Tracking and motion analyses of semi-flexible biopolymer networks from time-lapse microscopy images are important tools that enable quantitative measurements to unravel the dynamic and mechanical properties of biopolymers in living tissues, crucial for understanding their organization and function. Biopolymer networks are challenging to track due to continuous stochastic transitions, such as merges and splits, which cause local neighbourhood rearrangements over short time and length scales. To address this, we propose the STIPS algorithm (Spatio Temporal Information on Pixel Subsets) to track these events by creating pixel subsets that link trajectories across frames.
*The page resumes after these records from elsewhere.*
//! Types for recommendation graph responses.

use serde::{Deserialize, Serialize};

/// A TMDB movie search hit.
#[derive(Debug, Clone, Serialize, Deserialize, PartialEq)]
pub struct TmdbMovie {
    /// TMDB movie ID.
    pub id: u32,
    /// Movie title.
    pub title: String,
    /// Original title (in original language).
    #[serde(default, skip_serializing_if = "Option::is_none")]
    pub original_title: Option<String>,
    /// Release date (YYYY-MM-DD).
    #[serde(default, skip_serializing_if = "Option::is_none")]
    pub release_date: Option<String>,
}

impl TmdbMovie {
    /// The four-character year prefix of the release date, if any.
    pub fn release_year(&self) -> Option<&str> {
        release_year(self.release_date.as_deref())
    }
}

/// A movie TMDB recommends for some other movie.
#[derive(Debug, Clone, Serialize, Deserialize, PartialEq)]
pub struct TmdbCandidate {
    /// TMDB movie ID.
    pub id: u32,
    /// Movie title.
    pub title: String,
    #[serde(default, skip_serializing_if = "Option::is_none")]
    pub original_title: Option<String>,
    /// Release date (YYYY-MM-DD).
    #[serde(default, skip_serializing_if = "Option::is_none")]
    pub release_date: Option<String>,
    /// Average vote (0-10).
    #[serde(default)]
    pub vote_average: f32,
    #[serde(default)]
    pub vote_count: u32,
    /// ISO 639-1 code of the original language.
    #[serde(default = "default_language")]
    pub original_language: String,
    /// TMDB genre codes.
    #[serde(default)]
    pub genre_ids: Vec<u32>,
    #[serde(default, skip_serializing_if = "Option::is_none")]
    pub popularity: Option<f64>,
    #[serde(default, skip_serializing_if = "Option::is_none")]
    pub overview: Option<String>,
    /// Absolute poster URL.
    #[serde(default, skip_serializing_if = "Option::is_none")]
    pub poster_url: Option<String>,
}

impl TmdbCandidate {
    /// The four-character year prefix of the release date, if any.
    pub fn release_year(&self) -> Option<&str> {
        release_year(self.release_date.as_deref())
    }
}

fn default_language() -> String {
    "en".to_string()
}

fn release_year(date: Option<&str>) -> Option<&str> {
    date.and_then(|d| d.split('-').next())
        .filter(|y| !y.is_empty())
}

#[cfg(test)]
mod tests {
    use super::*;

    #[test]
    fn test_release_year() {
        let movie = TmdbMovie {
            id: 27205,
            title: "Inception".to_string(),
            original_title: None,
            release_date: Some("2010-07-15".to_string()),
        };
        assert_eq!(movie.release_year(), Some("2010"));
    }

    #[test]
    fn test_release_year_empty_date() {
        let movie = TmdbMovie {
            id: 1,
            title: "Untitled".to_string(),
            original_title: None,
            release_date: Some(String::new()),
        };
        assert_eq!(movie.release_year(), None);
    }

    #[test]
    fn test_candidate_defaults() {
        let candidate: TmdbCandidate =
            serde_json::from_str(r#"{"id": 5, "title": "Sparse"}"#).unwrap();
        assert_eq!(candidate.vote_average, 0.0);
        assert_eq!(candidate.vote_count, 0);
        assert_eq!(candidate.original_language, "en");
        assert!(candidate.genre_ids.is_empty());
        assert!(candidate.poster_url.is_none());
    }
}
Using this method, we analysed actin-enriched protrusions, or 'microridges,' which form dynamic labyrinthine patterns on squamous cell epithelial surfaces, mimicking 'active Turing-patterns.' Our results reveal two distinct actomyosin-based rhythmic dynamics in neighbouring cells: a common pulsatile mechanism between 2 and 6.25 minutes period governing both fusion and fission events contributing to pattern maintenance, and cell area pulses predominantly exhibiting 10-minutes period.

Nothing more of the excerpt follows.